# What to produce
Examine the records and identify each line that includes the string "generation". Copy those lines.

# Data records
──────────────────────────────

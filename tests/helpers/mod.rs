//! Test helpers: a scripted Gemini stand-in and a server spawner.

use std::sync::Arc;

use async_trait::async_trait;
use metrics_exporter_prometheus::PrometheusBuilder;

use flavorforge::app_state::AppState;
use flavorforge::routes;
use flavorforge::services::gemini::{ContentPart, GeminiError, GenerativeClient, InlineData};

/// 1x1 red pixel PNG, base64-encoded.
pub const PIXEL_B64: &str =
    "iVBORw0KGgoAAAANSUhEUgAAAAEAAAABCAYAAAAfFcSJAAAADUlEQVR42mP8z8DwHwAFBQIAX8jx0gAAAABJRU5ErkJggg==";

/// Scripted behavior for the text-generation call.
#[derive(Clone)]
pub enum TextScript {
    Reply(String),
    Fail(u16, String),
}

/// Scripted behavior for both image-generation attempts.
#[derive(Clone, Copy)]
pub enum ImageScript {
    InlinePng,
    TextOnly,
    Fail,
}

/// Stand-in for the Gemini collaborator with one script per call shape.
pub struct ScriptedGemini {
    pub text: TextScript,
    pub images: ImageScript,
}

#[async_trait]
impl GenerativeClient for ScriptedGemini {
    async fn generate_text(&self, _model: &str, _prompt: &str) -> Result<String, GeminiError> {
        match &self.text {
            TextScript::Reply(text) => Ok(text.clone()),
            TextScript::Fail(status, message) => Err(GeminiError::Api {
                status: *status,
                message: message.clone(),
            }),
        }
    }

    async fn generate_parts(
        &self,
        _model: &str,
        _prompt: &str,
    ) -> Result<Vec<ContentPart>, GeminiError> {
        match self.images {
            ImageScript::InlinePng => Ok(vec![ContentPart {
                text: None,
                inline_data: Some(InlineData {
                    mime_type: Some("image/png".to_string()),
                    data: PIXEL_B64.to_string(),
                }),
            }]),
            ImageScript::TextOnly => Ok(vec![ContentPart {
                text: Some("a lovely description, no pixels".to_string()),
                inline_data: None,
            }]),
            ImageScript::Fail => Err(GeminiError::Api {
                status: 500,
                message: "image backend down".to_string(),
            }),
        }
    }
}

/// Serve the full router on an ephemeral port; returns the base URL.
pub async fn serve(client: ScriptedGemini) -> String {
    let state = AppState::new(client);
    // A per-test recorder handle; no global recorder is installed.
    let prometheus = Arc::new(PrometheusBuilder::new().build_recorder().handle());
    let app = routes::router(state, prometheus);

    let listener = tokio::net::TcpListener::bind("127.0.0.1:0")
        .await
        .expect("bind ephemeral port");
    let addr = listener.local_addr().expect("local addr");

    tokio::spawn(async move {
        axum::serve(listener, app).await.expect("server error");
    });

    format!("http://{addr}")
}

/// A valid three-recipe model reply, wrapped in prose like the real model.
pub fn three_recipe_reply() -> String {
    r#"Here are your fusion recipes:
    [
      {"title": "Tuscan Pad Thai", "tagline": "East meets Chianti",
       "ingredients": ["chicken", "rice", "basil"], "steps": ["prep", "cook"],
       "time": "30 min", "difficulty": "Easy", "spice": "Medium",
       "why_it_works": "shared aromatics", "image_prompt": "plated noodles"},
      {"title": "Basil Chicken Risotto", "tagline": "Creamy with a kick",
       "ingredients": ["chicken", "rice", "coconut milk"], "steps": ["toast", "stir"],
       "time": "30 min", "difficulty": "Easy", "spice": "Medium",
       "why_it_works": "rice carries both", "image_prompt": "steaming bowl"},
      {"title": "Lemongrass Carbonara", "tagline": "Silky and bright",
       "ingredients": ["chicken", "rice", "lemongrass"], "steps": ["simmer", "toss"],
       "time": "25 min", "difficulty": "Easy", "spice": "Medium",
       "why_it_works": "citrus cuts the fat", "image_prompt": "twirled noodles"}
    ]
    Buon appetito!"#
        .to_string()
}

/// A well-formed request body matching the UI's field catalogs.
pub fn sample_body() -> serde_json::Value {
    serde_json::json!({
        "mainIngredients": "chicken, rice",
        "cuisines": ["Italian", "Thai"],
        "mealType": "Dinner",
        "timeLimit": "30",
        "difficulty": "Easy",
        "spiceLevel": "Medium",
        "equipment": ["Pan"]
    })
}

──────────────────────────────

# Answer space
/// Scripted behavior for the text-generation call.
/// Scripted behavior for both image-generation attempts.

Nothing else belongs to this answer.